Samuel's remarks at an AFR summit in Sydney yesterday denigrating networked, high level, experienced women (many of whom are making an imprint in the challenging and male dominated arena of banking, especially on bank boards) look sexist.

Commonwealth Bank and Suncorp are the best examples to begin to analyse his provocative claims.

Half of CBA's ten directors are women, an industry first (for big banks) achieved at the beginning of the year. Professor Genevieve Bell - a cultural anthropologist, technologist and futurist who worked for Intel for decades - was the woman who helped CBA reach this milestone.

At Suncorp, four out of nine directors are women and Suncorp chair Christine McLoughlin is an ardent advocate of affirmative action as chair and co-founder of the Minerva Network, helping the careers of women in business.
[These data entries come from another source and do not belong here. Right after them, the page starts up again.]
mod render;
mod replay;
mod simulate;
mod theme;

use anyhow::{bail, Context, Result};
use clap::{Parser, Subcommand};
use std::io::{self, Write};
use std::path::PathBuf;
use theme::Theme;
use tracing_subscriber::{fmt, prelude::*, EnvFilter};
use yewnock_core::{
    EngineConfig, FillSlot, GeneratorConfig, Inventory, PuzzleGenerator, PuzzleSession, SeedSlot,
    VarpHost,
};

#[derive(Debug, Parser)]
#[command(name = "yewnock", version, about = "Solve and replay Yewnock's disc machine")]
struct Cli {
    /// Config file [default: <config dir>/yewnock/config.json]
    #[arg(long, global = true)]
    config: Option<PathBuf>,

    /// Print without colours
    #[arg(long, global = true)]
    no_color: bool,

    #[command(subcommand)]
    command: Command,
}

#[derive(Debug, Subcommand)]
enum Command {
    /// List every weight class and the discs in it
    Table,
    /// List the disc pairs that sum to a target, in search order
    Pairs { sum: u8 },
    /// Work out the next action for one machine state
    Solve {
        /// Puzzle 1 left seed disc id
        #[arg(long)]
        left: u32,
        /// Puzzle 1 right seed disc id
        #[arg(long)]
        right: u32,
        /// Puzzle 2 seed disc id
        #[arg(long)]
        puzzle2: u32,
        /// Held discs as id:quantity pairs, e.g. 13:1,2:2
        #[arg(long, value_parser = parse_inventory)]
        inventory: Option<Inventory>,
        /// Already filled receptacle, e.g. p1=13 (repeatable)
        #[arg(long = "filled", value_parser = parse_filled)]
        filled: Vec<(FillSlot, u32)>,
    },
    /// Replay a recorded JSON script of host frames
    Replay { file: PathBuf },
    /// Generate a machine and play it by following the engine
    Simulate {
        /// RNG seed for a reproducible machine
        #[arg(long)]
        seed: Option<u64>,
        /// Most random extra discs to add to the inventory
        #[arg(long, default_value_t = 6)]
        extra: usize,
    },
}

fn parse_inventory(s: &str) -> Result<Inventory, String> {
    let mut pairs = Vec::new();
    for part in s.split(',').map(str::trim).filter(|p| !p.is_empty()) {
        let (id, quantity) = part
            .split_once(':')
            .ok_or_else(|| format!("expected id:quantity, got '{}'", part))?;
        let id = id.trim().parse().map_err(|_| format!("bad disc id '{}'", id))?;
        let quantity = quantity
            .trim()
            .parse()
            .map_err(|_| format!("bad quantity '{}'", quantity))?;
        pairs.push((id, quantity));
    }
    Ok(Inventory::from_pairs(pairs))
}

fn parse_filled(s: &str) -> Result<(FillSlot, u32), String> {
    let (slot, id) = s
        .split_once('=')
        .ok_or_else(|| format!("expected slot=id, got '{}'", s))?;
    let slot = match slot.trim() {
        "p1" | "puzzle1" => FillSlot::Puzzle1,
        "upper" => FillSlot::Puzzle2Upper,
        "lower" => FillSlot::Puzzle2Lower,
        other => return Err(format!("unknown slot '{}' (p1, upper, lower)", other)),
    };
    let id = id.trim().parse().map_err(|_| format!("bad disc id '{}'", id))?;
    Ok((slot, id))
}

fn init_tracing() {
    let filter = EnvFilter::try_from_default_env().unwrap_or_else(|_| EnvFilter::new("warn"));
    tracing_subscriber::registry()
        .with(fmt::layer().with_writer(io::stderr))
        .with(filter)
        .init();
}

fn load_config(explicit: Option<&PathBuf>) -> Result<EngineConfig> {
    match explicit {
        Some(path) => EngineConfig::load(path)
            .with_context(|| format!("failed to load config {}", path.display())),
        None => match dirs::config_dir() {
            Some(dir) => {
                let path = dir.join("yewnock").join("config.json");
                EngineConfig::load_or_default(&path)
                    .with_context(|| format!("failed to load config {}", path.display()))
            }
            None => Ok(EngineConfig::default()),
        },
    }
}

fn main() -> Result<()> {
    init_tracing();
    let cli = Cli::parse();

    let config = load_config(cli.config.as_ref())?;
    let mut session = PuzzleSession::from_config(&config)?;
    let theme = if cli.no_color {
        Theme::plain()
    } else {
        Theme::default()
    };
    let mut stdout = io::stdout();

    run(cli.command, &config, &mut session, &theme, &mut stdout)
}

fn run(
    command: Command,
    config: &EngineConfig,
    session: &mut PuzzleSession,
    theme: &Theme,
    out: &mut impl Write,
) -> Result<()> {
    let table = session.solver().table().clone();
    let layout = config.layout.clone();

    match command {
        Command::Table => render::render_table(out, theme, &table)?,
        Command::Pairs { sum } => {
            render::render_pairs(out, theme, &table, session.solver().pairs(), sum)?
        }
        Command::Solve {
            left,
            right,
            puzzle2,
            inventory,
            filled,
        } => {
            let mut host = VarpHost::new(layout.clone());
            host.visible = true;
            host.set_seed(SeedSlot::Puzzle1Left, left as i32);
            host.set_seed(SeedSlot::Puzzle1Right, right as i32);
            host.set_seed(SeedSlot::Puzzle2, puzzle2 as i32);
            for (slot, id) in filled {
                host.set_slot(slot, id as i32);
            }
            let inventory = inventory.unwrap_or_default();
            render::render_inventory(out, theme, &table, &inventory)?;
            host.container = Some(inventory);

            let action = session.on_tick(&host);
            render::render_action(out, theme, &table, &layout, &action)?;
        }
        Command::Replay { file } => {
            let script = replay::ReplayScript::load(&file)?;
            let actions = replay::run(&script, session, &layout);
            for (i, action) in actions.iter().enumerate() {
                write!(out, "{:>4}  ", i)?;
                render::render_action(out, theme, &table, &layout, action)?;
            }
        }
        Command::Simulate { seed, extra } => {
            let generator = match seed {
                Some(seed) => PuzzleGenerator::with_seed(seed),
                None => PuzzleGenerator::new(),
            };
            let mut generator = generator
                .with_solver(session.solver().clone())
                .with_config(GeneratorConfig {
                    max_extra_discs: extra,
                    ..GeneratorConfig::default()
                });
            let Some(puzzle) = generator.generate() else {
                bail!("the disc catalogue cannot form a solvable machine");
            };

            let name = |id| {
                table
                    .disc(id)
                    .map(|d| format!("{} ({})", d, d.weight()))
                    .unwrap_or_else(|| format!("{}", id))
            };
            writeln!(
                out,
                "Puzzle 1: {} + {}",
                name(puzzle.puzzle1_left),
                name(puzzle.puzzle1_right)
            )?;
            writeln!(out, "Puzzle 2: {}", name(puzzle.puzzle2))?;
            render::render_inventory(out, theme, &table, &puzzle.inventory)?;

            for action in simulate::play(&puzzle, session, &layout) {
                render::render_action(out, theme, &table, &layout, &action)?;
            }
        }
    }

    Ok(())
}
Let's humour Samuel and call it a club; Minerva's mission "is to develop a network of experienced businesswomen to mentor professional sportswomen as they navigate their challenges on and off the field".

The CBA and Suncorp boards are examples of the data likely to be hurled back at Graeme Samuel today by many feminists and advocates.

Chief Executive Women, which "represents more than 300 of Australia's most senior women leaders," is the type of self-help in business organisation whose activities could be twisted either way around Samuel's view.  Women got organised decades ago and militant action has evolved in the hard-to-crack echelons of the elite.

Women in FINSIA, an energetic section of the main professional association for financial staff, supplied fresh data on the place of females in the industry on International Women's Day three weeks ago.

In financial services, "the pay gap is almost 10 per cent higher than the national average," FINSIA reported to members.

"While 55 per cent of the 166,000-plus people employed in the sector are female, the gender pay gap stands at 30 per cent."

A separate and more detailed survey of more than 700 industry employees (of all genders) found "men are still earning 21 per cent more than women and a gender pay gap remains across every industry".

"Fewer than a fifth of all Australian CEOs are women and female representation on boards is just over a quarter."

Even if Samuel's views are heartfelt and based on his knowledge of the inner workings of big business, the trend of women occupying jobs once reserved for males seem to support a different story, of the men's club opening up and women (or some anyway) achieving their ambitions.

But we digressed; back to cribbing the AFR article. This is Samuel's key quote, from an article consigned to page two (of all places) in this morning's Financial Review (though it was prominent on the AFR website early today):

"There is a wall that needs a nuclear bomb to smash down the impenetrable wall around the female club of directors."

This 'club' of female directors Samuel described as "absolutely worse than the male directors' club."

Graeme Samuel, of course, is an icon of the traditionally male world of directorships.

'Mr Connected' by any measure, Samuel's CV boasts all the Australian substitutes for a knighthood.

A former commissioner of the Australian Football League, he was appointed an Officer of the Order of Australia in 2008 and no more than two years later elevated to Companion of the Order of Australia in the Queens's Birthday Honours list, "for services to the community, public administration, economic reform and corporate law." Thank former Labor prime minister Kevin Rudd, among others, for Samuel receiving those two gongs.

As head of the Australian Competition and Consumer Commission from July 2003 to July 2011, Samuel gained respect and notoriety, the latter abetting his courage yesterday at the AFR confab amid a throng of his much younger "peers" and successors.

Back to his inflammatory remarks as reported in the paper.

The AFR's banking editor James Eyers and economics writer John Kehoe have the byline, so maybe Samuel does have women on the boards of Australia's biggest banks in mind as centrepieces of his theorised "club".

The newspaper reports that Samuel said: "some of the well-known names within the top league of 30 female directors 'have some record, but I'm not sure the record in many cases is properly deserved'.

"He said the club was locking out a bigger group of potentially high quality women who were struggling to break into the scene."